In this work, we have used PantheonRL package for training and testing an agent in the Overcooked-AI environment. Overcooked-AI is a benchmark environment for fully cooperative human-AI task performance, based on the wildly popular video game Overcooked. The goal of the game is to deliver soups as fast as possible. Each soup requires placing up to 3 ingredients in a pot, waiting for the soup to cook, and then having an agent pick up the soup and delivering it. The agents should split up tasks on the fly and coordinate effectively in order to achieve high reward. The environment has the following reward function: 3 points if the agent places an onion in a pot or if takes a dish, and 5 points if it takes a soup.

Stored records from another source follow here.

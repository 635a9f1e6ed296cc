//! CPU raster surface
//!
//! Polygons are scan converted with signed-area accumulation (the approach
//! of font-rs): every edge deposits its coverage delta into a row buffer,
//! and a running sum along each row yields antialiased coverage. All
//! polygons in one fill are normalized to the same winding, so overlapping
//! pieces of a stroke add up instead of cancelling. Large fills are
//! processed in bands of rows so scratch memory stays bounded.

use std::ops::Range;

use glam::Vec2;

use super::color::Rgba;
use crate::error::{PipelineError, Result};

/// Rows rasterized per pass
const BAND_ROWS: usize = 64;

/// A decoded RGBA image supplied by the asset loader
#[derive(Debug, Clone, PartialEq)]
pub struct Image {
    width: u32,
    height: u32,
    pixels: Vec<Rgba>,
}

impl Image {
    /// Wrap raw RGBA8 bytes, row-major, no padding
    pub fn from_rgba(name: &str, width: u32, height: u32, bytes: &[u8]) -> Result<Self> {
        let expected = width as usize * height as usize * 4;
        if bytes.len() != expected {
            return Err(PipelineError::AssetSize {
                name: name.to_string(),
                expected,
                actual: bytes.len(),
            });
        }
        Ok(Self {
            width,
            height,
            pixels: bytemuck::cast_slice::<u8, Rgba>(bytes).to_vec(),
        })
    }

    /// Single-color image
    pub fn solid(width: u32, height: u32, color: Rgba) -> Self {
        Self {
            width,
            height,
            pixels: vec![color; width as usize * height as usize],
        }
    }

    pub fn width(&self) -> u32 {
        self.width
    }

    pub fn height(&self) -> u32 {
        self.height
    }

    #[inline]
    fn get(&self, x: u32, y: u32) -> Rgba {
        self.pixels[(y * self.width + x) as usize]
    }
}
//! CPU map rendering
//!
//! Layers are planned as a display list in pixel space, then rasterized
//! with an antialiased scanline fill onto an RGBA canvas.

pub mod clip;
pub mod color;
pub mod compose;
pub mod layers;
pub mod path;
pub mod raster;
pub mod shapes;

pub use color::Rgba;
pub use compose::{MapAssets, MatchRenderer};
pub use layers::{DisplayList, DrawCommand, MarkerKind, PathKind};
pub use raster::{Canvas, Image};
//! Map catalogue and the world → pixel transform

use std::fmt;
use std::str::FromStr;

use glam::Vec2;
use serde::{Deserialize, Serialize};

use crate::consts::CM_PER_KM;
use crate::error::{PipelineError, Result};
use crate::telemetry::Location;

/// The maps the renderer knows the physical size of
#[derive(Debug, Clone, Copy, PartialEq, Eq, Hash, Serialize, Deserialize)]
pub enum MapName {
    Erangel,
    Miramar,
    Sanhok,
    Vikendi,
}

impl MapName {
    pub fn as_str(&self) -> &'static str {
        match self {
            MapName::Erangel => "Erangel",
            MapName::Miramar => "Miramar",
            MapName::Sanhok => "Sanhok",
            MapName::Vikendi => "Vikendi",
        }
    }

    /// Edge length of the playable square in kilometers
    pub fn diameter_km(&self) -> f64 {
        match self {
            MapName::Erangel => 8.0,
            MapName::Miramar => 8.0,
            MapName::Sanhok => 4.0,
            MapName::Vikendi => 6.0,
        }
    }

    /// Resolve a display name or an internal asset name (`Savage_Main`, ...)
    pub fn resolve(name: &str) -> Result<Self> {
        match name.trim().to_lowercase().as_str() {
            "erangel" | "erangel_main" | "baltic_main" => Ok(MapName::Erangel),
            "miramar" | "desert_main" => Ok(MapName::Miramar),
            "sanhok" | "savage_main" => Ok(MapName::Sanhok),
            "vikendi" | "dihorotok_main" => Ok(MapName::Vikendi),
            _ => Err(PipelineError::UnsupportedMap(name.to_string())),
        }
    }
}

impl FromStr for MapName {
    type Err = PipelineError;

    fn from_str(s: &str) -> Result<Self> {
        Self::resolve(s)
    }
}

impl fmt::Display for MapName {
    fn fmt(&self, f: &mut fmt::Formatter<'_>) -> fmt::Result {
        f.write_str(self.as_str())
    }
}

/// Pixel geometry of one map image
#[derive(Debug, Clone, Copy, PartialEq)]
pub struct MapProjection {
    pub map: MapName,
    pub pixel_width: u32,
    pub pixel_height: u32,
    pub diameter_km: f64,
}

impl MapProjection {
    pub fn new(map: MapName, pixel_width: u32, pixel_height: u32) -> Self {
        Self {
            map,
            pixel_width,
            pixel_height,
            diameter_km: map.diameter_km(),
        }
    }

    /// Pixels per world centimeter
    #[inline]
    pub fn pixel_ratio(&self) -> f64 {
        self.pixel_width as f64 / (CM_PER_KM * self.diameter_km)
    }

    /// Largest addressable pixel coordinate on each axis
    pub fn bounds(&self) -> Vec2 {
        Vec2::new(self.pixel_width as f32, self.pixel_height as f32)
    }
}

/// Anything with a world position that can be projected, plus optional tags
pub trait WorldPoint {
    fn location(&self) -> Location;

    /// `common.isGame` at the time of the sample, if known
    fn state(&self) -> Option<f64> {
        None
    }

    fn vehicle_type(&self) -> Option<&str> {
        None
    }
}

impl WorldPoint for Location {
    fn location(&self) -> Location {
        *self
    }
}

/// A projected point. Coordinates may be negative or past the image edge;
/// clamping happens when drawing.
#[derive(Debug, Clone, PartialEq)]
pub struct PixelPoint {
    pub x: i64,
    pub y: i64,
    pub z: f64,
    pub state: Option<f64>,
    pub vehicle_type: Option<String>,
}

impl PixelPoint {
    #[inline]
    pub fn to_vec2(&self) -> Vec2 {
        Vec2::new(self.x as f32, self.y as f32)
    }
}

/// Project a world point onto the map image.
///
/// Rounds half away from zero and carries the point's tags through.
pub fn world_to_pixel<P: WorldPoint + ?Sized>(point: &P, projection: &MapProjection) -> PixelPoint {
    let ratio = projection.pixel_ratio();
    let loc = point.location();
    PixelPoint {
        x: (loc.x * ratio).round() as i64,
        y: (loc.y * ratio).round() as i64,
        z: loc.z,
        state: point.state(),
        vehicle_type: point.vehicle_type().map(str::to_string),
    }
}
#[derive(Debug, Clone, PartialEq, Default, Serialize, Deserialize)]
#[serde(default, rename_all = "camelCase")]
pub struct PlayerAttack {
    pub attack_id: i64,
    pub fire_weapon_stack_count: u32,
    pub attacker: Option<Character>,
    pub attack_type: String,
    pub weapon: Option<Item>,
    pub vehicle: Option<Vehicle>,
}

#[derive(Debug, Clone, PartialEq, Default, Serialize, Deserialize)]
#[serde(default, rename_all = "camelCase")]
pub struct PlayerKill {
    #[serde(rename = "_D")]
    pub timestamp: Option<String>,
    pub attack_id: i64,
    pub killer: Option<Character>,
    pub victim: Option<Character>,
    pub assistant: Option<Character>,
    #[serde(rename = "dBNOId")]
    pub dbno_id: i64,
    pub damage_type_category: String,
    pub damage_causer_name: String,
    pub damage_causer_additional_info: Vec<String>,
    pub damage_reason: String,
    /// Centimeters between killer and victim
    pub distance: f64,
    pub victim_game_result: Option<GameResult>,
}

impl PlayerKill {
    pub fn killer_name(&self) -> Option<&str> {
        self.killer.as_ref().map(|c| c.name.as_str())
    }

    pub fn victim_name(&self) -> Option<&str> {
        self.victim.as_ref().map(|c| c.name.as_str())
    }

    pub fn victim_location(&self) -> Option<Location> {
        self.victim.as_ref().map(|c| c.location)
    }
}

#[derive(Debug, Clone, PartialEq, Default, Serialize, Deserialize)]
#[serde(default, rename_all = "camelCase")]
pub struct PlayerPosition {
    #[serde(rename = "_D")]
    pub timestamp: Option<String>,
    pub common: Common,
    pub character: Option<Character>,
    pub vehicle: Option<Vehicle>,
    pub elapsed_time: f64,
    pub num_alive_players: u32,
}

#[derive(Debug, Clone, PartialEq, Default, Serialize, Deserialize)]
#[serde(default, rename_all = "camelCase")]
pub struct PlayerRevive {
    pub reviver: Option<Character>,
    pub victim: Option<Character>,
    #[serde(rename = "dBNOId")]
    pub dbno_id: i64,
}

#[derive(Debug, Clone, PartialEq, Default, Serialize, Deserialize)]
#[serde(default, rename_all = "camelCase")]
pub struct RedZoneEnded {
    pub drivers: Vec<Character>,
}

#[derive(Debug, Clone, PartialEq, Default, Serialize, Deserialize)]
#[serde(default, rename_all = "camelCase")]
pub struct SwimEnd {
    pub character: Option<Character>,
    pub swim_distance: f64,
    pub max_swim_depth_of_water: f64,
}

/// Vehicle and wheel destruction
#[derive(Debug, Clone, PartialEq, Default, Serialize, Deserialize)]
#[serde(default, rename_all = "camelCase")]
pub struct VehicleDamage {
    pub attack_id: i64,
    pub attacker: Option<Character>,
    pub vehicle: Option<Vehicle>,
    pub damage_type_category: String,
    pub damage_causer_name: String,
    pub distance: f64,
}

/// Boarding and leaving a vehicle, including the transport aircraft
#[derive(Debug, Clone, PartialEq, Default, Serialize, Deserialize)]
#[serde(default, rename_all = "camelCase")]
pub struct VehicleTrip {
    pub character: Option<Character>,
    pub vehicle: Option<Vehicle>,
    pub ride_distance: f64,
    pub seat_index: i32,
    pub max_speed: f64,
}

impl VehicleTrip {
    pub fn vehicle_type(&self) -> Option<&str> {
        self.vehicle.as_ref().map(|v| v.vehicle_type.as_str())
    }
}

#[derive(Debug, Clone, PartialEq, Default, Serialize, Deserialize)]
#[serde(default, rename_all = "camelCase")]
pub struct WeaponFireCount {
    pub character: Option<Character>,
    pub weapon_id: String,
    pub fire_count: u32,
}

/// Decode a telemetry payload (a JSON array of records)
///
/// Each record is decoded on its own; a record that does not fit its tag's
/// shape becomes [`TelemetryEvent::Unknown`] instead of failing the match.
/// An explicit `null` is read the same as a missing field.
pub fn decode_events(json: &str) -> Result<Vec<TelemetryEvent>> {
    let records: Vec<Value> = serde_json::from_str(json)?;
    let mut rejected = 0usize;

    let events: Vec<TelemetryEvent> = records
        .into_iter()
        .map(|mut record| {
            drop_nulls(&mut record);
            record
        })
        .map(|record| match serde_json::from_value(record) {
            Ok(event) => event,
            Err(e) => {
                log::debug!("Undecodable telemetry record: {e}");
                rejected += 1;
                TelemetryEvent::Unknown
            }
        })
        .collect();

    if rejected > 0 {
        log::info!("{rejected} of {} telemetry records could not be decoded", events.len());
    }
    log::debug!("Decoded {} telemetry events", events.len());

    Ok(events)
}

/// Remove `null` members so field defaults apply to them
fn drop_nulls(value: &mut Value) {
    match value {
        Value::Object(members) => {
            members.retain(|_, v| !v.is_null());
            members.values_mut().for_each(drop_nulls);
        }
        Value::Array(items) => {
            items.retain(|v| !v.is_null());
            items.iter_mut().for_each(drop_nulls);
        }
        _ => {}
    }
}

#[cfg(test)]
mod tests {
    use super::*;

    #[test]
    fn test_decode_known_and_unknown_tags() {
        let json = r#"[
            {"_T":"LogMatchDefinition","MatchId":"match.bro.official.1"},
            {"_T":"LogSomethingNew","foo":1},
            {"_T":"LogPlayerPosition","_D":"2019-01-01T00:00:00Z",
             "common":{"isGame":1.0},
             "character":{"name":"Alpha","location":{"x":1.0,"y":2.0,"z":3.0}},
             "vehicle":null,"elapsedTime":12.5}
        ]"#;
        let events = decode_events(json).unwrap();
        assert_eq!(events.len(), 3);
        assert!(matches!(&events[0], TelemetryEvent::MatchDefinition(d) if d.match_id == "match.bro.official.1"));
        assert_eq!(events[1], TelemetryEvent::Unknown);
        match &events[2] {
            TelemetryEvent::PlayerPosition(p) => {
                assert_eq!(p.common.is_game, 1.0);
                assert!(p.vehicle.is_none());
                assert_eq!(p.character.as_ref().unwrap().location.y, 2.0);
            }
            other => panic!("unexpected event {other:?}"),
        }
    }

    #[test]
    fn test_malformed_record_is_not_fatal() {
        // `distance` as a string cannot decode into a kill record
        let json = r#"[{"_T":"LogPlayerKill","distance":"far"},{"_T":"LogMatchEnd","characters":[]}]"#;
        let events = decode_events(json).unwrap();
        assert_eq!(events[0], TelemetryEvent::Unknown);
        assert_eq!(events[1].tag(), "LogMatchEnd");
    }

    #[test]
    fn test_null_fields_take_defaults() {
        let json = r#"[
            {"_T":"LogPlayerKill","killer":{"name":"Bravo","zone":null},
             "victim":{"name":"Alpha","location":{"x":5,"y":6,"z":7},"accountId":null},
             "damageReason":null,"damageCauserName":null,
             "damageCauserAdditionalInfo":null,"distance":1500},
            {"_T":"LogPlayerPosition","common":{"isGame":null},
             "character":{"name":"Alpha","location":{"x":1,"y":2,"z":null}},
             "elapsedTime":null,"numAlivePlayers":null}
        ]"#;
        let events = decode_events(json).unwrap();
        let TelemetryEvent::PlayerKill(kill) = &events[0] else {
            panic!("expected kill record, got {:?}", events[0]);
        };
        assert_eq!(kill.killer_name(), Some("Bravo"));
        assert_eq!(kill.damage_reason, "");
        assert!(kill.damage_causer_additional_info.is_empty());
        assert_eq!(kill.distance, 1500.0);

        let TelemetryEvent::PlayerPosition(pos) = &events[1] else {
            panic!("expected position record, got {:?}", events[1]);
        };
        assert_eq!(pos.common.is_game, 0.0);
        assert_eq!(pos.elapsed_time, 0.0);
        assert_eq!(pos.character.as_ref().unwrap().location, Location::new(1.0, 2.0, 0.0));
    }

    #[test]
    fn test_non_array_payload_is_fatal() {
        assert!(decode_events(r#"{"_T":"LogMatchEnd"}"#).is_err());
    }

    #[test]
    fn test_zone_kill_has_null_killer() {
        let json = r#"[{"_T":"LogPlayerKill","killer":null,
            "victim":{"name":"Alpha","location":{"x":5,"y":6,"z":7}},
            "damageTypeCategory":"Damage_BlueZone","damageCauserName":"BlueZone","distance":0}]"#;
        let events = decode_events(json).unwrap();
        let TelemetryEvent::PlayerKill(kill) = &events[0] else {
            panic!("expected kill record");
        };
        assert_eq!(kill.killer_name(), None);
        assert_eq!(kill.victim_name(), Some("Alpha"));
        assert_eq!(kill.victim_location(), Some(Location::new(5.0, 6.0, 7.0)));
    }
}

Here in this work, we have worked with five different layouts: simple, unident_s, random0, random1, random3.

✅ Installation

In this version of the repo, we are going to build a docker image. This docker image has installed Ubuntu and the repo is installed using Miniconda. Run the following command lines to get started.

docker build -t overcooked_img .
docker run -it overcooked_img

Once we ran the docker container, then we run the following commands:

conda activate overcooked_env

🤖 Training our RL Agent

When installing the repository, we can see some pre-trained models. We can use any of them or train one on our own. To do so, we can execute one of the following command lines.

cd Code/Training

# Train an agent with ID=0 in layout simple for 1000000 timesteps
bash train.sh 0 simple 1000000

Once the training had been finished, we will be able to see the following trained agents in rl_models folder:

Ego Agent: The ego-agent is considered the main agent in the environment. From the perspective of the ego agent, the environment functions like a regular gym environment.
Alt Agents: The alt-agents are the partner agents that are embedded in the environment. If multiple are listed, the environment randomly samples one of them to be the partner at the start of each episode.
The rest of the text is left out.